Near Melrose was born that Cuthbert who is the great saint of the North, either side the Border, and who lies in the midst of the splendour of Durham. A shepherd, he watched his sheep on these very hills round about us, and saw, when abiding in the fields, angels ascending and descending on golden ladders. Entering Melrose as a novice he became prior in 664, and later prior at Lindisfarne. When the monks were driven from the Holy Island by the Danes they carried the body of St. Cuthbert with them for seven years, and once it rested at Melrose—

"O'er northern mountain, march and moor,

From sea to sea, from shore to shore,

Seven years St. Cuthbert's corpse they bore,

They rested them in fair Melrose;

But though alive he loved it well,

Not there his relics might repose."

When King David came to the making of Scotland, he came into the Middle Marches, and finding them very lovely—even as you and I—this "sair sanct to the Croon," as his Scottish royal descendant, James VI saw him—and James would have fell liked to be a saint, but he could accomplish neither sinner nor saint, because Darnley crossed Mary in his veins—David determined to build him fair Abbeys. Of which, Melrose, "St. David's ruined pile," is the fairest. He brought Cistercians from Rievaulx in Yorkshire, to supplant the Culdees of Iona, and they builded them a beautiful stone Melrose to supplant the wooden huts of old Melrose. It centered a very active monastic life, where pavements were once smooth and lawns were close-clipped, and cowled monks in long robes served God, and their Abbot lorded it over lords, even equally with kings.

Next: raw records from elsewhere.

//! Time source used by the cache and the refresh scheduler
//!
//! Everything that compares timestamps reads the current time through a
//! `Clock` so tests can move time forward without sleeping.

use chrono::{DateTime, Duration, Utc};
use std::fmt;
use std::sync::{Arc, Mutex};

/// Source of the current wall-clock time
pub trait Clock: Send + Sync + fmt::Debug {
    fn now(&self) -> DateTime<Utc>;
}

/// Shared handle to a clock
pub type SharedClock = Arc<dyn Clock>;

/// The real system clock
#[derive(Debug, Default, Clone, Copy)]
pub struct SystemClock;

impl Clock for SystemClock {
    fn now(&self) -> DateTime<Utc> {
        Utc::now()
    }
}

/// Returns the system clock as a shared handle
pub fn system_clock() -> SharedClock {
    Arc::new(SystemClock)
}

/// A clock that only moves when told to
#[derive(Debug)]
pub struct ManualClock {
    now: Mutex<DateTime<Utc>>,
}

impl ManualClock {
    pub fn new(start: DateTime<Utc>) -> Self {
        Self {
            now: Mutex::new(start),
        }
    }

    /// Moves the clock forward by `by`
    pub fn advance(&self, by: Duration) {
        let mut now = self.now.lock().unwrap_or_else(|e| e.into_inner());
        *now += by;
    }
}

impl Clock for ManualClock {
    fn now(&self) -> DateTime<Utc> {
        *self.now.lock().unwrap_or_else(|e| e.into_inner())
    }
}

#[cfg(test)]
mod tests {
    use super::*;

    #[test]
    fn test_manual_clock_only_moves_on_advance() {
        let start = Utc::now();
        let clock = ManualClock::new(start);
        assert_eq!(clock.now(), start);

        clock.advance(Duration::milliseconds(1500));
        assert_eq!(clock.now(), start + Duration::milliseconds(1500));
    }

    #[test]
    fn test_system_clock_is_close_to_now() {
        let before = Utc::now();
        let now = SystemClock.now();
        assert!(now >= before);
    }
}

But it stood on the highway between Dunfermline and London, between English and Scottish ambitions. And it fell before them. Edward I spared it because the Abbots gave him fealty. But Edward II, less royal in power and in taste, destroyed it. The Bruce rebuilded it again, greater splendour rising out of complete ruin. When Richard II came to Scotland he caused the Abbey to be pillaged and burned. And when Hertford came for Henry VIII, after the Thirty Nine Articles had annulled respect for buildings under the protection of Rome, the final ruin came to St. David's church-palace. Yet, late as 1810, church service, reformed, of course, was held in a roofed-over part of the Abbey ruin. To-day it is under the protection of the Dukes of Buccleuch. And, we remember as we stand here, while the beams of lightsome day gild the ruin, the mottoes of the great family of the Border, Luna Cornua Reparabit, which being interpreted is, "There'll be moonlight again." Then to light the raids, the reiving that refilled the larder. But to-morrow for scenic effect.

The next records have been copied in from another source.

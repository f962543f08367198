//! roadwatch library
//!
//! Geospatial data layer: geocoding, routing, traffic and roadworks behind
//! provider fallback chains and a two-tier TTL cache.

pub mod cache;
pub mod cli;
pub mod clock;
pub mod config;
pub mod fetch;
pub mod geo;
pub mod provider;
pub mod refresh;
pub mod service;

Examined in this daylight, the beauty of Melrose surely loses very little. It is one of the most exquisite ruins in the United Kingdom, perhaps second to Tintern, but why compare? It is of finest Gothic, out of France, not out of England. In its general aspect it is nobly magnificent—

"The darken'd roof rose high aloof

On pillars, lofty, light and small;

The keystone that locked each ribbed aisle

Was a fleur de lys or a quatre feuille,

The corbels were carved grotesque and grim;

And the pillars with clustered shafts so trim,

With base and with capital flourish'd around

Seem'd bundles of lances which garlands had bound."

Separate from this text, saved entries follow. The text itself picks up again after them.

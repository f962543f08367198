//! Configuration loader: merges defaults, an optional TOML file, `.env` and
//! environment variables, in increasing priority.

use std::path::{Path, PathBuf};
use std::time::Duration;

use serde::{Deserialize, Serialize};
use thiserror::Error;

use crate::geo::{BoundingBox, GeometryOptions};
use crate::provider::nominatim::NOMINATIM_BASE_URL;
use crate::provider::osrm::OSRM_BASE_URL;
use crate::provider::roadworks::DEFAULT_ROADWORKS_URL;
use crate::provider::tomtom::TOMTOM_BASE_URL;
use crate::refresh::RefreshConfig;

/// File looked up in the working directory when no path is given
pub const DEFAULT_CONFIG_FILE: &str = "roadwatch.toml";

/// Errors raised while loading configuration
#[derive(Debug, Error)]
pub enum ConfigError {
    #[error("Failed to read {path}: {source}")]
    Read {
        path: PathBuf,
        #[source]
        source: std::io::Error,
    },

    #[error("Failed to parse config file: {0}")]
    Parse(#[from] toml::de::Error),

    #[error("Invalid config:\n - {}", .0.join("\n - "))]
    Invalid(Vec<String>),
}

#[derive(Debug, Clone, PartialEq, Serialize, Deserialize)]
#[serde(default)]
pub struct CacheSection {
    /// Directory for the durable tier; the platform cache dir when unset
    pub dir: Option<PathBuf>,
    /// Byte quota for the durable tier
    pub quota_bytes: Option<u64>,
    pub default_ttl_secs: u64,
    pub geocode_ttl_secs: u64,
    pub route_ttl_secs: u64,
    pub traffic_ttl_secs: u64,
    pub tiles_ttl_secs: u64,
}

impl Default for CacheSection {
    fn default() -> Self {
        Self {
            dir: None,
            quota_bytes: None,
            default_ttl_secs: 300,
            geocode_ttl_secs: 24 * 60 * 60,
            route_ttl_secs: 15 * 60,
            traffic_ttl_secs: 2 * 60,
            tiles_ttl_secs: 60 * 60,
        }
    }
}

#[derive(Debug, Clone, PartialEq, Serialize, Deserialize)]
#[serde(default)]
pub struct ProvidersSection {
    /// TomTom key; TomTom is skipped in every chain when empty
    pub tomtom_api_key: String,
    pub tomtom_base_url: String,
    pub nominatim_base_url: String,
    pub osrm_base_url: String,
    pub roadworks_url: String,
    /// Per-call timeout for provider requests
    pub timeout_ms: u64,
}

impl Default for ProvidersSection {
    fn default() -> Self {
        Self {
            tomtom_api_key: String::new(),
            tomtom_base_url: TOMTOM_BASE_URL.to_string(),
            nominatim_base_url: NOMINATIM_BASE_URL.to_string(),
            osrm_base_url: OSRM_BASE_URL.to_string(),
            roadworks_url: DEFAULT_ROADWORKS_URL.to_string(),
            timeout_ms: 4_000,
        }
    }
}

#[derive(Debug, Clone, PartialEq, Serialize, Deserialize)]
#[serde(default)]
pub struct SearchSection {
    pub limit: usize,
    /// Candidates inside this box get a ranking bonus
    pub home_region: Option<BoundingBox>,
}

impl Default for SearchSection {
    fn default() -> Self {
        Self {
            limit: 10,
            home_region: None,
        }
    }
}

#[derive(Debug, Clone, PartialEq, Serialize, Deserialize)]
#[serde(default)]
pub struct RefreshSection {
    pub enabled: bool,
    pub wake_interval_secs: u64,
    pub refresh_interval_secs: u64,
    pub min_retry_interval_secs: u64,
    pub scrape_timeout_secs: u64,
    pub roadworks_ttl_secs: u64,
}

impl Default for RefreshSection {
    fn default() -> Self {
        let defaults = RefreshConfig::default();
        Self {
            enabled: defaults.enabled,
            wake_interval_secs: defaults.wake_interval.as_secs(),
            refresh_interval_secs: defaults.refresh_interval.as_secs(),
            min_retry_interval_secs: defaults.min_retry_interval.as_secs(),
            scrape_timeout_secs: defaults.scrape_timeout.as_secs(),
            roadworks_ttl_secs: defaults.roadworks_ttl.as_secs(),
        }
    }
}

/// Full configuration
#[derive(Debug, Clone, Default, PartialEq, Serialize, Deserialize)]
#[serde(default)]
pub struct Config {
    pub cache: CacheSection,
    pub providers: ProvidersSection,
    pub search: SearchSection,
    pub geometry: GeometryOptions,
    pub refresh: RefreshSection,
}

impl Config {
    pub fn provider_timeout(&self) -> Duration {
        Duration::from_millis(self.providers.timeout_ms)
    }

    pub fn refresh_config(&self) -> RefreshConfig {
        let r = &self.refresh;
        RefreshConfig {
            wake_interval: Duration::from_secs(r.wake_interval_secs),
            refresh_interval: Duration::from_secs(r.refresh_interval_secs),
            min_retry_interval: Duration::from_secs(r.min_retry_interval_secs),
            scrape_timeout: Duration::from_secs(r.scrape_timeout_secs),
            roadworks_ttl: Duration::from_secs(r.roadworks_ttl_secs),
            enabled: r.enabled,
        }
    }
}

fn parse_bool(raw: &str) -> bool {
    let lowered = raw.trim().to_ascii_lowercase();
    lowered != "0" && lowered != "false" && lowered != "no" && lowered != "off"
}

fn parse_positive_u64(raw: &str, env_name: &str) -> Result<u64, ConfigError> {
    match raw.trim().parse::<u64>() {
        Ok(n) if n > 0 => Ok(n),
        _ => Err(ConfigError::Invalid(vec![format!("{env_name} must be an integer > 0")])),
    }
}

/// Applies environment overrides read through `var`
fn apply_env(config: &mut Config, var: impl Fn(&str) -> Option<String>) -> Result<(), ConfigError> {
    if let Some(key) = var("TOMTOM_API_KEY") {
        config.providers.tomtom_api_key = key.trim().to_string();
    }
    if let Some(dir) = var("ROADWATCH_CACHE_DIR") {
        config.cache.dir = Some(PathBuf::from(dir));
    }
    if let Some(raw) = var("ROADWATCH_CACHE_QUOTA_BYTES") {
        config.cache.quota_bytes = Some(parse_positive_u64(&raw, "ROADWATCH_CACHE_QUOTA_BYTES")?);
    }
    if let Some(raw) = var("ROADWATCH_TIMEOUT_MS") {
        config.providers.timeout_ms = parse_positive_u64(&raw, "ROADWATCH_TIMEOUT_MS")?;
    }
    if let Some(url) = var("ROADWATCH_ROADWORKS_URL") {
        config.providers.roadworks_url = url;
    }
    if let Some(url) = var("ROADWATCH_NOMINATIM_URL") {
        config.providers.nominatim_base_url = url;
    }
    if let Some(url) = var("ROADWATCH_OSRM_URL") {
        config.providers.osrm_base_url = url;
    }
    if let Some(raw) = var("ROADWATCH_REFRESH_ENABLED") {
        config.refresh.enabled = parse_bool(&raw);
    }
    Ok(())
}

/// Checks every value and reports all problems at once
pub fn validate_config(config: &Config) -> Result<(), ConfigError> {
    let mut issues: Vec<String> = Vec::new();

    let ttls = [
        ("cache.default_ttl_secs", config.cache.default_ttl_secs),
        ("cache.geocode_ttl_secs", config.cache.geocode_ttl_secs),
        ("cache.route_ttl_secs", config.cache.route_ttl_secs),
        ("cache.traffic_ttl_secs", config.cache.traffic_ttl_secs),
        ("cache.tiles_ttl_secs", config.cache.tiles_ttl_secs),
    ];
    for (name, value) in ttls {
        if value == 0 {
            issues.push(format!("{name} must be > 0"));
        }
    }

    if config.providers.timeout_ms == 0 {
        issues.push("providers.timeout_ms must be > 0".into());
    }
    if config.providers.roadworks_url.trim().is_empty() {
        issues.push("providers.roadworks_url must not be empty".into());
    }

    if !(1..=100).contains(&config.search.limit) {
        issues.push("search.limit must be in [1,100]".into());
    }
    if let Some(region) = config.search.home_region {
        let corners_valid =
            crate::geo::is_valid(region.south, region.west) && crate::geo::is_valid(region.north, region.east);
        if !corners_valid || region.south >= region.north || region.west >= region.east {
            issues.push("search.home_region must have south < north and west < east within range".into());
        }
    }

    let g = &config.geometry;
    if !g.tolerance_m.is_finite() || g.tolerance_m <= 0.0 {
        issues.push("geometry.tolerance_m must be > 0".into());
    }
    if g.max_points < 2 {
        issues.push("geometry.max_points must be >= 2".into());
    }
    if g.density == 0 {
        issues.push("geometry.density must be >= 1".into());
    }
    if !(0.0..=1.0).contains(&g.smoothing) {
        issues.push("geometry.smoothing must be in [0,1]".into());
    }

    let r = &config.refresh;
    if r.wake_interval_secs == 0 {
        issues.push("refresh.wake_interval_secs must be > 0".into());
    }
    if r.refresh_interval_secs == 0 {
        issues.push("refresh.refresh_interval_secs must be > 0".into());
    }
    if r.scrape_timeout_secs == 0 {
        issues.push("refresh.scrape_timeout_secs must be > 0".into());
    }
    if r.roadworks_ttl_secs == 0 {
        issues.push("refresh.roadworks_ttl_secs must be > 0".into());
    }

    if issues.is_empty() {
        Ok(())
    } else {
        Err(ConfigError::Invalid(issues))
    }
}

/// Parses TOML text over the defaults
pub fn parse_config(contents: &str) -> Result<Config, ConfigError> {
    Ok(toml::from_str(contents)?)
}

/// Loads configuration from `path` (or `roadwatch.toml` if present), `.env`
/// and the environment, then validates it
pub fn load_config(path: Option<&Path>) -> Result<Config, ConfigError> {
    if let Err(e) = dotenvy::dotenv() {
        tracing::debug!("No .env file loaded: {}", e);
    }

    let default_path = Path::new(DEFAULT_CONFIG_FILE);
    let path = match path {
        Some(path) => Some(path),
        None if default_path.exists() => Some(default_path),
        None => None,
    };

    let mut config = match path {
        Some(path) => {
            let contents = std::fs::read_to_string(path).map_err(|source| ConfigError::Read {
                path: path.to_path_buf(),
                source,
            })?;
            tracing::debug!(path = %path.display(), "Loaded config file");
            parse_config(&contents)?
        }
        None => Config::default(),
    };

    apply_env(&mut config, |name| std::env::var(name).ok())?;
    validate_config(&config)?;
    Ok(config)
}

#[cfg(test)]
mod tests {
    use super::*;
    use std::collections::HashMap;

    fn env(pairs: &[(&str, &str)]) -> impl Fn(&str) -> Option<String> {
        let map: HashMap<String, String> = pairs.iter().map(|(k, v)| (k.to_string(), v.to_string())).collect();
        move |name| map.get(name).cloned()
    }

    #[test]
    fn test_defaults_are_valid() {
        let config = Config::default();

        assert!(validate_config(&config).is_ok());
        assert_eq!(config.provider_timeout(), Duration::from_secs(4));
        assert_eq!(config.refresh_config().refresh_interval, Duration::from_secs(86_400));
    }

    #[test]
    fn test_partial_toml_keeps_defaults() {
        let config = parse_config(
            r#"
            [providers]
            timeout_ms = 1500

            [geometry]
            max_points = 50

            [search.home_region]
            south = 49.19
            west = -123.23
            north = 49.32
            east = -123.02
            "#,
        )
        .unwrap();

        assert_eq!(config.providers.timeout_ms, 1500);
        assert_eq!(config.providers.osrm_base_url, OSRM_BASE_URL);
        assert_eq!(config.geometry.max_points, 50);
        assert_eq!(config.geometry.density, 3);
        assert!(config.search.home_region.is_some());
        assert!(validate_config(&config).is_ok());
    }

    #[test]
    fn test_malformed_toml_is_parse_error() {
        assert!(matches!(parse_config("[providers\ntimeout_ms = 1"), Err(ConfigError::Parse(_))));
    }

    #[test]
    fn test_env_overrides() {
        let mut config = Config::default();

        apply_env(
            &mut config,
            env(&[
                ("TOMTOM_API_KEY", " abc123 "),
                ("ROADWATCH_TIMEOUT_MS", "2500"),
                ("ROADWATCH_REFRESH_ENABLED", "off"),
                ("ROADWATCH_CACHE_DIR", "/tmp/roadwatch"),
            ]),
        )
        .unwrap();

        assert_eq!(config.providers.tomtom_api_key, "abc123");
        assert_eq!(config.providers.timeout_ms, 2500);
        assert!(!config.refresh.enabled);
        assert_eq!(config.cache.dir, Some(PathBuf::from("/tmp/roadwatch")));
    }

    #[test]
    fn test_bad_env_number_is_rejected() {
        let mut config = Config::default();

        let err = apply_env(&mut config, env(&[("ROADWATCH_TIMEOUT_MS", "soon")])).unwrap_err();

        assert!(err.to_string().contains("ROADWATCH_TIMEOUT_MS"));
    }

    #[test]
    fn test_validation_collects_every_issue() {
        let mut config = Config::default();
        config.providers.timeout_ms = 0;
        config.search.limit = 0;
        config.geometry.smoothing = 1.5;
        config.refresh.wake_interval_secs = 0;

        let err = validate_config(&config).unwrap_err();

        match &err {
            ConfigError::Invalid(issues) => assert_eq!(issues.len(), 4),
            other => panic!("unexpected {other:?}"),
        }
        assert!(err.to_string().starts_with("Invalid config:\n - providers.timeout_ms"));
    }

    #[test]
    fn test_inverted_home_region_is_invalid() {
        let mut config = Config::default();
        config.search.home_region = Some(BoundingBox {
            south: 49.3,
            west: -123.0,
            north: 49.1,
            east: -123.2,
        });

        assert!(validate_config(&config).is_err());
    }

    #[test]
    fn test_load_config_reads_given_file() {
        let dir = tempfile::TempDir::new().unwrap();
        let path = dir.path().join("custom.toml");
        std::fs::write(&path, "[search]\nlimit = 3\n").unwrap();

        let config = load_config(Some(&path)).unwrap();

        assert_eq!(config.search.limit, 3);
    }

    #[test]
    fn test_load_config_missing_file_is_read_error() {
        let err = load_config(Some(Path::new("/nonexistent/roadwatch.toml"))).unwrap_err();

        assert!(matches!(err, ConfigError::Read { .. }));
    }
}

And, as a chief detail which yields not to Tintern or any other, is the east window over the high altar, through which the moon and sun shines on those buried hearts—

"The moon on the east oriel shone

Through slender shafts of shapely stone,

By foliaged tracery combined.

Thou would'st have thought some fairy'd hand

'Twixt poplars straight the osier wand

In many a freakish knot had twined,

Then framed a spell when the work was done,

And changed the willow wreaths to stone.

The silver light, so pale and faint,

Showed many a prophet and many a saint,

Whose image on the glass was dyed,

Full in the midst his cross of red

Triumphant Michael brandish'd,

And trampled on the Apostate's pride;

The moonbeams kissed the holy pane,

And threw on the pavement a bloody stain."